_PROBLEM STATEMENT:_
Set the entries below down again, please. Match them exactly.

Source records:
*** Block opens ***
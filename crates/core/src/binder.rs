//! Variable resolution.
//!
//! Variables of one expression are evaluated in declaration order, each against the context
//! as it was before any of them was bound, and then layered on together. A variable that
//! produces nothing, or whose own required constraint fails, is bound to the empty marker so
//! that conditions see it as bound-but-empty rather than falling back to an outer binding.

use crate::context::{Context, EvaluationResult};
use crate::engine::Session;
use crate::expression::Variable;

/// Returns `context` with one binding per variable on top.
pub fn resolve_variables(
    session: &Session<'_>,
    variables: &[Variable],
    context: &Context,
    base: &EvaluationResult,
) -> Context {
    if variables.is_empty() {
        return context.clone();
    }

    let bindings = variables
        .iter()
        .map(|variable| match session.evaluate(&variable.expression, context, base) {
            Ok(result) if !result.value().is_absent() => result.renamed(&variable.name),
            Ok(_) => EvaluationResult::empty(&variable.name),
            Err(missing) => {
                tracing::debug!(variable = %variable.name, %missing, "variable left empty");
                EvaluationResult::empty(&variable.name)
            }
        })
        .collect();
    context.extend(bindings)
}

#[cfg(test)]
mod tests {
    use super::*;
    use crate::config::IdStrategy;
    use crate::expression::{Expression, ExpressionKind};
    use crate::ids::IdGenerator;
    use crate::resolvers::TypeRegistry;
    use crate::script::BuiltinScripts;
    use crate::spec;
    use crate::template::TemplateSet;
    use crate::terminology::Terminology;
    use crate::testing::{parse, ORU};
    use h2f_types::Value;

    fn variable(name: &str, specs: &str) -> Variable {
        let mut expression = Expression::new(name, "Object", ExpressionKind::SourceSpec);
        expression.specs = spec::parse(specs, false).expect("spec");
        Variable {
            name: name.to_owned(),
            expression,
        }
    }

    #[test]
    fn binds_values_and_empty_markers_against_the_outer_context() {
        let templates = TemplateSet::default();
        let types = TypeRegistry::with_defaults(Terminology::default());
        let ids = IdGenerator::new(IdStrategy::Sequential);
        let message = parse(ORU);
        let session = Session::new(&templates, &types, &BuiltinScripts, &ids, &message);

        let pid = message.find_segments(message.root(), &["PATIENT_RESULT", "PATIENT"], "PID");
        let base = EvaluationResult::new("PID", Value::segment(pid[0]));
        let outer = Context::new()
            .with(base.clone())
            .with(EvaluationResult::new("suffix", Value::text("outer")));

        let context = resolve_variables(
            &session,
            &[
                variable("family", "PID.5.1"),
                variable("suffix", "PID.5.4"),
                // Sees the outer `family`, which does not exist: variables do not chain.
                variable("copy", "$family"),
            ],
            &outer,
            &base,
        );

        assert_eq!(
            context.value("family").and_then(Value::to_text).as_deref(),
            Some("DOE")
        );
        assert!(context.contains("suffix"));
        assert!(context.value("suffix").is_some_and(Value::is_absent));
        assert!(context.value("copy").is_some_and(Value::is_absent));
    }

    #[test]
    fn retained_blank_values_stay_bound() {
        let templates = TemplateSet::default();
        let types = TypeRegistry::with_defaults(Terminology::default());
        let ids = IdGenerator::new(IdStrategy::Sequential);
        let message = parse("MSH|^~\\&\rPID|1||||^^^\r");
        let session = Session::new(&templates, &types, &BuiltinScripts, &ids, &message);

        let pid = message.child_segments(message.root(), "PID")[0];
        let base = EvaluationResult::new("PID", Value::segment(pid));
        let context = resolve_variables(
            &session,
            &[variable("kept", "PID.5&"), variable("dropped", "PID.5")],
            &Context::new().with(base.clone()),
            &base,
        );

        let kept = context.value("kept").expect("bound");
        assert!(!kept.is_absent());
        assert!(kept.is_empty());
        assert!(context.value("dropped").is_some_and(Value::is_absent));
    }
}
*** Block closes ***
_REPLY TO THE EXERCISE:_
filename crates/core/src/binder.rs
//! Variable resolution.
//!
//! Variables of one expression are evaluated in declaration order, each against the context
//! as it was before any of them was bound, and then layered on together. A variable that
//! produces nothing, or whose own required constraint fails, is bound to the empty marker so
//! that conditions see it as bound-but-empty rather than falling back to an outer binding.

use crate::context::{Context, EvaluationResult};
use crate::engine::Session;
use crate::expression::Variable;

/// Returns `context` with one binding per variable on top.
pub fn resolve_variables(
    session: &Session<'_>,
    variables: &[Variable],
    context: &Context,
    base: &EvaluationResult,
) -> Context {
    if variables.is_empty() {
        return context.clone();
    }

    let bindings = variables
        .iter()
        .map(|variable| match session.evaluate(&variable.expression, context, base) {
            Ok(result) if !result.value().is_absent() => result.renamed(&variable.name),
            Ok(_) => EvaluationResult::empty(&variable.name),
            Err(missing) => {
                tracing::debug!(variable = %variable.name, %missing, "variable left empty");
                EvaluationResult::empty(&variable.name)
            }
        })
        .collect();
    context.extend(bindings)
}

#[cfg(test)]
mod tests {
    use super::*;
    use crate::config::IdStrategy;
    use crate::expression::{Expression, ExpressionKind};
    use crate::ids::IdGenerator;
    use crate::resolvers::TypeRegistry;
    use crate::script::BuiltinScripts;
    use crate::spec;
    use crate::template::TemplateSet;
    use crate::terminology::Terminology;
    use crate::testing::{parse, ORU};
    use h2f_types::Value;

    fn variable(name: &str, specs: &str) -> Variable {
        let mut expression = Expression::new(name, "Object", ExpressionKind::SourceSpec);
        expression.specs = spec::parse(specs, false).expect("spec");
        Variable {
            name: name.to_owned(),
            expression,
        }
    }

    #[test]
    fn binds_values_and_empty_markers_against_the_outer_context() {
        let templates = TemplateSet::default();
        let types = TypeRegistry::with_defaults(Terminology::default());
        let ids = IdGenerator::new(IdStrategy::Sequential);
        let message = parse(ORU);
        let session = Session::new(&templates, &types, &BuiltinScripts, &ids, &message);

        let pid = message.find_segments(message.root(), &["PATIENT_RESULT", "PATIENT"], "PID");
        let base = EvaluationResult::new("PID", Value::segment(pid[0]));
        let outer = Context::new()
            .with(base.clone())
            .with(EvaluationResult::new("suffix", Value::text("outer")));

        let context = resolve_variables(
            &session,
            &[
                variable("family", "PID.5.1"),
                variable("suffix", "PID.5.4"),
                // Sees the outer `family`, which does not exist: variables do not chain.
                variable("copy", "$family"),
            ],
            &outer,
            &base,
        );

        assert_eq!(
            context.value("family").and_then(Value::to_text).as_deref(),
            Some("DOE")
        );
        assert!(context.contains("suffix"));
        assert!(context.value("suffix").is_some_and(Value::is_absent));
        assert!(context.value("copy").is_some_and(Value::is_absent));
    }

    #[test]
    fn retained_blank_values_stay_bound() {
        let templates = TemplateSet::default();
        let types = TypeRegistry::with_defaults(Terminology::default());
        let ids = IdGenerator::new(IdStrategy::Sequential);
        let message = parse("MSH|^~\\&\rPID|1||||^^^\r");
        let session = Session::new(&templates, &types, &BuiltinScripts, &ids, &message);

        let pid = message.child_segments(message.root(), "PID")[0];
        let base = EvaluationResult::new("PID", Value::segment(pid));
        let context = resolve_variables(
            &session,
            &[variable("kept", "PID.5&"), variable("dropped", "PID.5")],
            &Context::new().with(base.clone()),
            &base,
        );

        let kept = context.value("kept").expect("bound");
        assert!(!kept.is_absent());
        assert!(kept.is_empty());
        assert!(context.value("dropped").is_some_and(Value::is_absent));
    }
}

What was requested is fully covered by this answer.